Unfortunately the burden is on the applicant and their ability to disprove or “sell” the fact that they are an exception to the stereotype.
That is of course when looking at a stereotype as negative.
Hiring an Asian under the assumption that they may be more savvy with maths is an example of when stereotypes suggest a higher degree of competency rather than a lesser degree. The applicant will not be actively marketing how poor they are at maths in this case (I would imagine).
All that said and now rounding back to the original question; where does the hiring party’s obligation rest?
My opinion is the hiring party is obligated to the entity they represent. They are providing a service, usually for money in which an organization or employer is expecting them to represent that employer’s interests (job, project, operation etc.). For that party to not consider stereotypes would be negligent when representing their employee in the duty of hiring or really human resources in general.
Controversial? Perhaps. Capitalist, very likely. Efficient; usually.
Frame it in socially sensitive scenarios and it becomes easier to answer such as:
Hiring a minister for a Baptist church may lead to stereotyping to avoid the fact that a Hell’s Angel has applied.
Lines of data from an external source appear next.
//! Domain model types (pure).
//!
//! All types in this module are plain data consumed read-only by the
//! resolution engine. The ingestion boundary (`crate::parser`) constructs
//! them; the engine never mutates them.

pub mod event;
pub mod exception;
pub mod span;
pub mod stacktrace;
pub mod thread;

// Re-export for convenience
pub use event::{Event, Platform};
pub use exception::{ExceptionChain, ExceptionValue};
pub use span::{Span, SpanExample};
pub use stacktrace::{Frame, Stacktrace};
pub use thread::{Thread, ThreadId};
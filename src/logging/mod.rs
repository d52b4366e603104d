//! Tracing subscriber initialization.
//!
//! Logs go to a file rather than the terminal so that machine-readable
//! output on stdout stays clean; monitor with `tail -f`.

use std::path::{Path, PathBuf};
use thiserror::Error;

/// Error type for logging initialization failures.
#[derive(Debug, Error)]
pub enum LoggingError {
    /// Failed to create log directory
    #[error("Failed to create log directory at {path:?}: {source}")]
    DirectoryCreation {
        /// The directory path that failed to be created
        path: PathBuf,
        /// The underlying I/O error
        #[source]
        source: std::io::Error,
    },

    /// Log path missing a filename or parent directory component
    #[error("Invalid log file path: {0:?}")]
    InvalidPath(PathBuf),

    /// Tracing subscriber already initialized
    #[error("Tracing subscriber already initialized")]
    SubscriberAlreadySet,
}

/// Initialize the tracing subscriber with file-based logging.
///
/// Creates the log directory if it doesn't exist. Respects the `RUST_LOG`
/// environment variable, defaulting to "info".
pub fn init(log_path: &Path) -> Result<(), LoggingError> {
    use tracing_subscriber::EnvFilter;

    let (directory, file_name) = match (log_path.parent(), log_path.file_name()) {
        (Some(directory), Some(name)) => (directory, name),
        _ => return Err(LoggingError::InvalidPath(log_path.to_path_buf())),
    };

    std::fs::create_dir_all(directory).map_err(|source| LoggingError::DirectoryCreation {
        path: directory.to_path_buf(),
        source,
    })?;

    let file_appender = tracing_appender::rolling::never(directory, file_name);

    let env_filter = EnvFilter::try_from_default_env().unwrap_or_else(|_| EnvFilter::new("info"));

    tracing_subscriber::fmt()
        .with_env_filter(env_filter)
        .with_writer(file_appender)
        .with_ansi(false) // no ANSI colors in log files
        .try_init()
        .map_err(|_| LoggingError::SubscriberAlreadySet)
}
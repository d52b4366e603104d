//! JSON parser for crash-report event documents.
//!
//! Pure conversion from the camelCase event wire shape into validated model
//! types. The resolution engine itself never sees raw JSON; the CLI shell
//! calls [`parse_event`] and hands the resulting [`Event`] to
//! `view_state::resolve_display`.

use serde::Deserialize;
use thiserror::Error;

use crate::model::{
    Event, ExceptionChain, ExceptionValue, Frame, Platform, Stacktrace, Thread, ThreadId,
};

/// Error returned for a document the parser cannot turn into an [`Event`].
#[derive(Debug, Error)]
pub enum ParseError {
    /// Document is not valid JSON or does not match the event shape.
    #[error("Malformed event document: {0}")]
    Malformed(#[from] serde_json::Error),
}

/// Raw JSON structure for deserializing an event document.
#[derive(Debug, Deserialize)]
#[serde(rename_all = "camelCase")]
struct RawEvent {
    #[serde(default)]
    platform: Option<String>,
    #[serde(default)]
    newest_first: Option<bool>,
    #[serde(default)]
    threads: Vec<RawThread>,
    #[serde(default)]
    exception: Option<RawException>,
}

#[derive(Debug, Deserialize)]
#[serde(rename_all = "camelCase")]
struct RawThread {
    #[serde(default)]
    id: Option<i64>,
    #[serde(default)]
    name: Option<String>,
    #[serde(default)]
    current: bool,
    #[serde(default)]
    crashed: bool,
    #[serde(default)]
    stacktrace: Option<RawStacktrace>,
    #[serde(default)]
    raw_stacktrace: Option<RawStacktrace>,
}

#[derive(Debug, Deserialize)]
#[serde(rename_all = "camelCase")]
struct RawException {
    #[serde(default)]
    values: Vec<RawExceptionValue>,
}

#[derive(Debug, Deserialize)]
#[serde(rename_all = "camelCase")]
struct RawExceptionValue {
    #[serde(default, rename = "type")]
    exception_type: Option<String>,
    #[serde(default)]
    value: Option<String>,
    #[serde(default)]
    thread_id: Option<i64>,
    #[serde(default)]
    stacktrace: Option<RawStacktrace>,
    #[serde(default)]
    raw_stacktrace: Option<RawStacktrace>,
}

#[derive(Debug, Deserialize)]
#[serde(rename_all = "camelCase")]
struct RawStacktrace {
    #[serde(default)]
    frames: Vec<RawFrame>,
    #[serde(default)]
    has_system_frames: bool,
}

#[derive(Debug, Deserialize)]
#[serde(rename_all = "camelCase")]
struct RawFrame {
    #[serde(default)]
    function: Option<String>,
    #[serde(default)]
    raw_function: Option<String>,
    #[serde(default)]
    filename: Option<String>,
    #[serde(default)]
    instruction_addr: Option<String>,
    #[serde(default)]
    in_app: bool,
}

/// Parse an event document into the model.
///
/// Optional fields absent from the document become absent in the model;
/// the parser never invents data and never panics on well-formed JSON of
/// the wrong shape (that surfaces as [`ParseError::Malformed`]).
pub fn parse_event(input: &str) -> Result<Event, ParseError> {
    let raw: RawEvent = serde_json::from_str(input)?;
    Ok(convert_event(raw))
}

fn convert_event(raw: RawEvent) -> Event {
    let mut event = Event::new(raw.threads.into_iter().map(convert_thread).collect());

    if let Some(exception) = raw.exception {
        let chain =
            ExceptionChain::new(exception.values.into_iter().map(convert_value).collect());
        event = event.with_exception(chain);
    }
    if let Some(tag) = raw.platform {
        event = event.with_platform(Platform::parse(&tag));
    }
    if let Some(newest_first) = raw.newest_first {
        event = event.with_newest_first(newest_first);
    }

    event
}

fn convert_thread(raw: RawThread) -> Thread {
    let mut thread = Thread::new(raw.id.map(ThreadId::new))
        .with_current(raw.current)
        .with_crashed(raw.crashed);

    if let Some(name) = raw.name {
        thread = thread.with_name(name);
    }
    if let Some(stacktrace) = raw.stacktrace {
        thread = thread.with_stacktrace(convert_stacktrace(stacktrace));
    }
    if let Some(stacktrace) = raw.raw_stacktrace {
        thread = thread.with_raw_stacktrace(convert_stacktrace(stacktrace));
    }

    thread
}

fn convert_value(raw: RawExceptionValue) -> ExceptionValue {
    let mut value = ExceptionValue::new(raw.thread_id.map(ThreadId::new));

    if let Some(exception_type) = raw.exception_type {
        value = value.with_exception_type(exception_type);
    }
    if let Some(message) = raw.value {
        value = value.with_value(message);
    }
    if let Some(stacktrace) = raw.stacktrace {
        value = value.with_stacktrace(convert_stacktrace(stacktrace));
    }
    if let Some(stacktrace) = raw.raw_stacktrace {
        value = value.with_raw_stacktrace(convert_stacktrace(stacktrace));
    }

    value
}

fn convert_stacktrace(raw: RawStacktrace) -> Stacktrace {
    Stacktrace::new(
        raw.frames.into_iter().map(convert_frame).collect(),
        raw.has_system_frames,
    )
}

fn convert_frame(raw: RawFrame) -> Frame {
    Frame {
        function: raw.function,
        raw_function: raw.raw_function,
        filename: raw.filename,
        instruction_addr: raw.instruction_addr,
        in_app: raw.in_app,
    }
}
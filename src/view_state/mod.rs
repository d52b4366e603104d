//! View-state layer - the pure resolution engine.
//!
//! Given an event, a selection handle, and the caller's display toggles,
//! this layer decides what to show: which data source, which stack view,
//! and which display capabilities the data supports.
//!
//! # Module Structure
//!
//! - `scan`: `FrameScan` - boolean predicates over frame lists
//! - `resolve`: exception and stacktrace resolvers, `DataSource`
//! - `stack_view`: `StackView` - resolved view mode with toggle precedence
//! - `capabilities`: `Capabilities` - aggregate display flags
//! - `display`: `resolve_display` - top-level entry point

pub mod capabilities;
pub mod display;
pub mod resolve;
pub mod scan;
pub mod stack_view;

pub use capabilities::Capabilities;
pub use display::{resolve_display, DisplayToggles, ResolvedDisplay};
pub use resolve::{thread_exception, thread_stacktrace, DataSource};
pub use scan::FrameScan;
pub use stack_view::StackView;
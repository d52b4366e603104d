//! Thread types for crash-report events.

use std::fmt;

use crate::model::Stacktrace;

/// Numeric identifier correlating a thread with exception values.
///
/// Thread ids come from the reporting runtime and are opaque to the engine;
/// equality is the only operation the resolution logic relies on.
#[derive(Debug, Clone, Copy, PartialEq, Eq, Hash, PartialOrd, Ord)]
pub struct ThreadId(i64);

impl ThreadId {
    /// Create a thread id from its raw numeric value.
    pub fn new(raw: i64) -> Self {
        Self(raw)
    }

    /// Get the raw numeric value.
    pub fn get(&self) -> i64 {
        self.0
    }
}

impl fmt::Display for ThreadId {
    fn fmt(&self, f: &mut fmt::Formatter<'_>) -> fmt::Result {
        write!(f, "{}", self.0)
    }
}

impl From<i64> for ThreadId {
    fn from(raw: i64) -> Self {
        Self(raw)
    }
}

/// Single execution thread captured in a crash report.
///
/// A thread optionally carries two stacktrace variants: `stacktrace` holds
/// the original (symbolicated) frames, `raw_stacktrace` the
/// minified/alternate frames. At most one of {exception, stacktrace,
/// raw_stacktrace} acts as the source of truth at display time; precedence
/// is decided by the resolvers in `crate::view_state`, never stored here.
#[derive(Debug, Clone, Default)]
pub struct Thread {
    /// Identifier correlating this thread to exception values.
    id: Option<ThreadId>,
    /// Human-readable thread name, when the runtime provides one.
    name: Option<String>,
    /// Was this thread active at crash time.
    current: bool,
    /// Did this thread crash.
    crashed: bool,
    /// Original frames.
    stacktrace: Option<Stacktrace>,
    /// Minified/alternate frames.
    raw_stacktrace: Option<Stacktrace>,
}

impl Thread {
    /// Create an empty thread with the given id.
    ///
    /// Use the `with_*` builders to attach flags and stacktraces.
    pub fn new(id: impl Into<Option<ThreadId>>) -> Self {
        Self {
            id: id.into(),
            ..Self::default()
        }
    }

    /// Identifier, absent for anonymous threads.
    pub fn id(&self) -> Option<ThreadId> {
        self.id
    }

    /// Thread name, when present.
    pub fn name(&self) -> Option<&str> {
        self.name.as_deref()
    }

    /// Whether this thread was active at crash time.
    pub fn is_current(&self) -> bool {
        self.current
    }

    /// Whether this thread crashed.
    pub fn is_crashed(&self) -> bool {
        self.crashed
    }

    /// Original stacktrace, when present.
    pub fn stacktrace(&self) -> Option<&Stacktrace> {
        self.stacktrace.as_ref()
    }

    /// Minified/alternate stacktrace, when present.
    pub fn raw_stacktrace(&self) -> Option<&Stacktrace> {
        self.raw_stacktrace.as_ref()
    }

    /// Attach a name (builder pattern).
    pub fn with_name(mut self, name: impl Into<String>) -> Self {
        self.name = Some(name.into());
        self
    }

    /// Mark whether this thread was active at crash time (builder pattern).
    pub fn with_current(mut self, current: bool) -> Self {
        self.current = current;
        self
    }

    /// Mark whether this thread crashed (builder pattern).
    pub fn with_crashed(mut self, crashed: bool) -> Self {
        self.crashed = crashed;
        self
    }

    /// Attach the original stacktrace (builder pattern).
    pub fn with_stacktrace(mut self, stacktrace: Stacktrace) -> Self {
        self.stacktrace = Some(stacktrace);
        self
    }

    /// Attach the minified/alternate stacktrace (builder pattern).
    pub fn with_raw_stacktrace(mut self, stacktrace: Stacktrace) -> Self {
        self.raw_stacktrace = Some(stacktrace);
        self
    }
}
//! Selection state.
//!
//! The only mutable state in the system — which thread is being viewed —
//! is modeled as an explicit handle owned by the caller and passed into the
//! engine on every resolution. The engine itself stays stateless.

pub mod selection;

pub use selection::{find_best_thread, ThreadSelection};
//! Suspect-span duration arithmetic.
//!
//! Pure reductions over span example lists, kept separate from the
//! thread/exception resolution logic. All outputs are in milliseconds;
//! example timestamps arrive in seconds from the ingestion side and are
//! converted here exactly once.

/// Single span occurrence within a transaction example.
#[derive(Debug, Clone, PartialEq)]
pub struct Span {
    /// Span identifier.
    pub id: String,
    /// Exclusive time of this occurrence, in milliseconds.
    pub exclusive_time_ms: f64,
}

/// Example transaction exhibiting a suspect span.
#[derive(Debug, Clone, PartialEq)]
pub struct SpanExample {
    /// Event identifier of the example transaction.
    pub id: String,
    /// Transaction start, in seconds.
    pub start_timestamp: f64,
    /// Transaction finish, in seconds.
    pub finish_timestamp: f64,
    /// Exclusive time with overlaps between occurrences removed, in
    /// milliseconds.
    pub non_overlapping_exclusive_time_ms: f64,
    /// Occurrences of the suspect span within this transaction.
    pub spans: Vec<Span>,
}

impl SpanExample {
    /// Finish timestamp in milliseconds.
    pub fn finish_timestamp_ms(&self) -> f64 {
        self.finish_timestamp * 1000.0
    }

    /// Total transaction duration in milliseconds.
    pub fn transaction_duration_ms(&self) -> f64 {
        (self.finish_timestamp - self.start_timestamp) * 1000.0
    }

    /// Number of occurrences of the span in this transaction.
    pub fn repeated(&self) -> usize {
        self.spans.len()
    }

    /// Cumulative duration: sum of per-occurrence exclusive time, in
    /// milliseconds. Overlaps are counted multiply, by definition.
    pub fn cumulative_duration_ms(&self) -> f64 {
        self.spans
            .iter()
            .fold(0.0, |duration, span| duration + span.exclusive_time_ms)
    }

    /// Occurrence with the largest exclusive time; the earliest wins ties.
    ///
    /// `None` when the example carries no occurrences.
    pub fn worst_span(&self) -> Option<&Span> {
        self.spans.iter().reduce(|worst, span| {
            if worst.exclusive_time_ms >= span.exclusive_time_ms {
                worst
            } else {
                span
            }
        })
    }

    /// Fraction of the transaction occupied by the span's non-overlapping
    /// exclusive time.
    ///
    /// `None` when the transaction duration is zero, which callers render
    /// as an empty bar rather than dividing by zero.
    pub fn occupied_fraction(&self) -> Option<f64> {
        let transaction = self.transaction_duration_ms();
        if transaction == 0.0 {
            return None;
        }
        Some(self.non_overlapping_exclusive_time_ms / transaction)
    }
}
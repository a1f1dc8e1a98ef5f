//! Ground plane collision.

use glam::Vec3;
use serde::{Deserialize, Serialize};

use crate::particle::Particle;

/// Half-size of the default ground: a 25 x 25 plane.
pub const GROUND_HALF_SIZE: f32 = 12.5;

/// What happens to a particle that crosses the plane.
#[derive(Debug, Clone, Copy, PartialEq, Default, Serialize, Deserialize)]
#[serde(rename_all = "snake_case")]
pub enum CollisionResponse {
    /// The particle dies on contact.
    #[default]
    Vanish,
    /// The particle is put back on the plane and its normal velocity
    /// reflected, scaled by `restitution`.
    Bounce {
        /// Fraction of the normal speed kept after impact.
        restitution: f32,
    },
}

/// A plane `dot(p, normal) = height`, optionally limited to a square
/// footprint around `normal * height`.
#[derive(Debug, Clone, Copy, PartialEq)]
pub struct CollisionPlane {
    height: f32,
    normal: Vec3,
    half_extent: Option<f32>,
    response: CollisionResponse,
}

impl CollisionPlane {
    /// Infinite plane. `normal` is normalized; a zero normal falls back to +Y.
    pub fn new(height: f32, normal: Vec3) -> Self {
        Self {
            height,
            normal: normal.try_normalize().unwrap_or(Vec3::Y),
            half_extent: None,
            response: CollisionResponse::Vanish,
        }
    }

    /// The 25 x 25 ground at y = 0.
    pub fn ground() -> Self {
        Self::new(0.0, Vec3::Y).with_half_extent(GROUND_HALF_SIZE)
    }

    /// Limit collisions to a square of the given half-size on the plane.
    pub fn with_half_extent(mut self, half_extent: f32) -> Self {
        self.half_extent = Some(half_extent);
        self
    }

    /// Change the collision response.
    pub fn with_response(mut self, response: CollisionResponse) -> Self {
        self.response = response;
        self
    }

    /// Plane height along the normal.
    pub fn height(&self) -> f32 {
        self.height
    }

    /// Unit normal.
    pub fn normal(&self) -> Vec3 {
        self.normal
    }

    /// Signed distance of a point above the plane.
    pub fn distance(&self, point: Vec3) -> f32 {
        point.dot(self.normal) - self.height
    }

    fn within_extent(&self, point: Vec3) -> bool {
        let Some(half) = self.half_extent else {
            return true;
        };
        let (u, v) = self.normal.any_orthonormal_pair();
        let local = point - self.normal * self.height;
        local.dot(u).abs() <= half && local.dot(v).abs() <= half
    }

    /// Handle every live particle that has crossed below the plane.
    ///
    /// Returns the number of particles that hit it.
    pub fn resolve(&self, particles: &mut [Particle]) -> usize {
        let mut hits = 0;
        for p in particles.iter_mut().filter(|p| p.alive) {
            let distance = self.distance(p.position);
            if distance >= 0.0 || !self.within_extent(p.position) {
                continue;
            }
            hits += 1;
            match self.response {
                CollisionResponse::Vanish => p.alive = false,
                CollisionResponse::Bounce { restitution } => {
                    p.position -= self.normal * distance;
                    let normal_speed = p.velocity.dot(self.normal);
                    if normal_speed < 0.0 {
                        p.velocity -= self.normal * normal_speed * (1.0 + restitution);
                    }
                }
            }
        }
        hits
    }
}

impl Default for CollisionPlane {
    fn default() -> Self {
        Self::ground()
    }
}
This of course despite the fact that they may very well be a Baptist, qualified, or otherwise a good fit.
Perhaps a less ridiculous example would be hiring female social workers for a women’s shelter as an equally qualified man stereotypically will not make women at the women’s shelter feel safe or comfortable. Preferential hiring will apply no matter the qualification or disposition of the individual as there is a stereotype that men do not understand women in the same way women understand each other. Never mind the scenario where that man may have a great and empathetic disposition with the women there and actually be a great fit. Definitely a more grey and “gentle” version of stereotyping and perhaps the more common type of stereotyping?